In a deep frying pan over medium heat, fry off the onion and garlic until tender. Add the chopped sundried tomatoes, chilli flakes and nutmeg. Add the cooked butternut squash and spinach and mash up with a fork with a cup of the reserved veggie stock.
In a separate bowl to stir together the eggs, ricotta or cottage cheese, 1 cup mozzarella, and ¼ cup Parmesan
Heat oven to 190°C / 375°C.
In a deep baking dish, layer the lasagne sheets, butternut and spinach mixture, basil pesto, eggy cheesy mixture and basil leaves. Repeat until you have done at least 3 layers. Top with the remaining cheese and basil leaves plus a drizzle of oil.
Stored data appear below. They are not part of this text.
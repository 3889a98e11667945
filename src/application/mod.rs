//! Application layer: services and use cases
//!
//! This layer orchestrates domain logic and depends on I/O boundary traits.

pub mod error;
pub mod params;
pub mod renderer;
pub mod services;

pub use error::{ApplicationError, ApplicationResult};
pub use params::{parse_params, ListRequest, NO_OUTPUT_SENTINEL};
pub use renderer::{page_link, Fallback, ListRenderer, RenderOptions};
pub use services::SubPageListService;
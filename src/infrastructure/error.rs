//! Infrastructure-level errors (wraps application errors)

use thiserror::Error;

use crate::application::ApplicationError;

/// Infrastructure errors wrap application errors and add I/O-level concerns.
#[derive(Error, Debug)]
pub enum InfraError {
    #[error("{0}")]
    Application(#[from] ApplicationError),

    #[error("I/O error: {context}")]
    Io {
        context: String,
        #[source]
        source: std::io::Error,
    },
}

impl InfraError {
    /// Create an I/O error with context.
    pub fn io(context: impl Into<String>, source: std::io::Error) -> Self {
        Self::Io {
            context: context.into(),
            source,
        }
    }
}

/// Result type for infrastructure layer operations.
pub type InfraResult<T> = Result<T, InfraError>;
//! Tests for the file backed page index

use std::fs;
use std::path::Path;

use tempfile::TempDir;

use subpagelist::config::Settings;
use subpagelist::infrastructure::{
    InfraError, PageIndex, RealFileSystem, ServiceContainer, SubPageFinder,
};

#[test]
fn given_pages_file_when_loading_then_keeps_order_and_skips_comments() {
    // Arrange
    let temp = TempDir::new().unwrap();
    let path = temp.path().join("pages.txt");
    fs::write(
        &path,
        "# all pages\nHelp\nHelp/Search\n\nHelp/Editing\nHelp/Editing/Tables\nHelp/Search\nMain\n",
    )
    .unwrap();

    // Act
    let index = PageIndex::load(&RealFileSystem, &path).unwrap();

    // Assert
    assert_eq!(index.len(), 5);
    assert_eq!(
        index.sub_pages_for("Help"),
        vec!["Help/Search", "Help/Editing", "Help/Editing/Tables"]
    );
    assert_eq!(index.sub_pages_for("Help/Editing"), vec!["Help/Editing/Tables"]);
    assert!(index.sub_pages_for("Main").is_empty());
}

#[test]
fn given_pages_file_with_underscored_titles_when_loading_through_container_then_normalized() {
    // Arrange
    let temp = TempDir::new().unwrap();
    let path = temp.path().join("pages.txt");
    fs::write(&path, "Main_Page\nMain_Page/Sub\nMain  Page/Other\nBroken|Title\n").unwrap();
    let container = ServiceContainer::new(Settings::default());

    // Act
    let index = container.page_index(&path).unwrap();

    // Assert
    assert_eq!(index.len(), 3);
    assert_eq!(
        index.sub_pages_for("Main Page"),
        vec!["Main Page/Sub", "Main Page/Other"]
    );
    assert!(index.sub_pages_for("Main_Page").is_empty());
}

#[test]
fn given_missing_pages_file_when_loading_then_io_error() {
    // Act
    let result = PageIndex::load(&RealFileSystem, Path::new("/nonexistent/pages.txt"));

    // Assert
    match result {
        Err(InfraError::Io { source, .. }) => {
            assert_eq!(source.kind(), std::io::ErrorKind::NotFound)
        }
        other => panic!("expected I/O error, got {:?}", other),
    }
}
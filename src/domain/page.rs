//! Page node of a sub page hierarchy.

use std::fmt;

use termtree::Tree;

/// Separator between the segments of a page path.
pub const SEGMENT_SEPARATOR: char = '/';

/// A page in the hierarchy.
///
/// A page exclusively owns its children. Every child path is exactly one
/// segment longer than its parent's path, so no cycles can form.
#[derive(Debug, Clone, PartialEq, Eq)]
pub struct Page {
    /// Full path of the page, e.g. `Help/Editing/Tables`
    pub path: String,
    /// Direct sub pages, in the order they were first encountered
    pub children: Vec<Page>,
}

impl fmt::Display for Page {
    fn fmt(&self, f: &mut fmt::Formatter<'_>) -> fmt::Result {
        write!(f, "{}", self.path)
    }
}

impl Page {
    pub fn new(path: impl Into<String>) -> Self {
        Self {
            path: path.into(),
            children: Vec::new(),
        }
    }

    pub fn with_children(path: impl Into<String>, children: Vec<Page>) -> Self {
        Self {
            path: path.into(),
            children,
        }
    }

    pub fn has_children(&self) -> bool {
        !self.children.is_empty()
    }

    /// Number of levels in the subtree rooted at this page (a lone page is 1).
    pub fn depth(&self) -> usize {
        1 + self
            .children
            .iter()
            .map(Page::depth)
            .max()
            .unwrap_or(0)
    }

    /// Number of pages below this one, at any depth.
    pub fn descendant_count(&self) -> usize {
        self.children
            .iter()
            .map(|child| 1 + child.descendant_count())
            .sum()
    }

    /// Converts the subtree into a `termtree` drawing for terminal display.
    pub fn to_tree_string(&self) -> Tree<String> {
        let leaves: Vec<_> = self.children.iter().map(Page::to_tree_string).collect();
        Tree::new(self.path.clone()).with_leaves(leaves)
    }
}
//! Infrastructure layer: I/O implementations and DI container
//!
//! This layer implements I/O boundary traits and wires up services.

pub mod di;
pub mod error;
pub mod traits;

pub use di::ServiceContainer;
pub use error::{InfraError, InfraResult};
pub use traits::{FileSystem, PageIndex, RealFileSystem, SubPageFinder};
//! Domain-level errors (no external dependencies)

use thiserror::Error;

/// Domain errors represent violations of the page hierarchy rules.
/// These are independent of infrastructure concerns.
#[derive(Error, Debug, Clone, PartialEq, Eq)]
pub enum DomainError {
    #[error("invalid title provided: {title}")]
    InvalidInput { title: String, reason: String },

    #[error("expected exactly one top level page, found {found}")]
    StructuralInvariantViolation { found: usize },
}

impl DomainError {
    pub fn invalid_input(title: impl Into<String>, reason: impl Into<String>) -> Self {
        Self::InvalidInput {
            title: title.into(),
            reason: reason.into(),
        }
    }
}

/// Result type for domain operations.
pub type DomainResult<T> = Result<T, DomainError>;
Bake for 40 minutes then devour!
Olivado oils are suitable for every meal, especially vegetarian recipes
At Olivado we know how important it is to offer vegetarian options, and with our oils being made organically from sustainable practices without any animal products, you can rely on us if you’re a vegetarian or vegan.
We are leading the way in the avocado industry with our approach to regeneration, sustainability and transforming all our waste products into energy.
Working hard to leave our communities and environment in a better state than when we started, we are carbon neutral and we have committed to being carbon positive by next year.
Anyone who claims vegetarian meals aren’t as tasty has obviously never tried our recipes. The three above are simple to cook, quick to make and above all, delicious.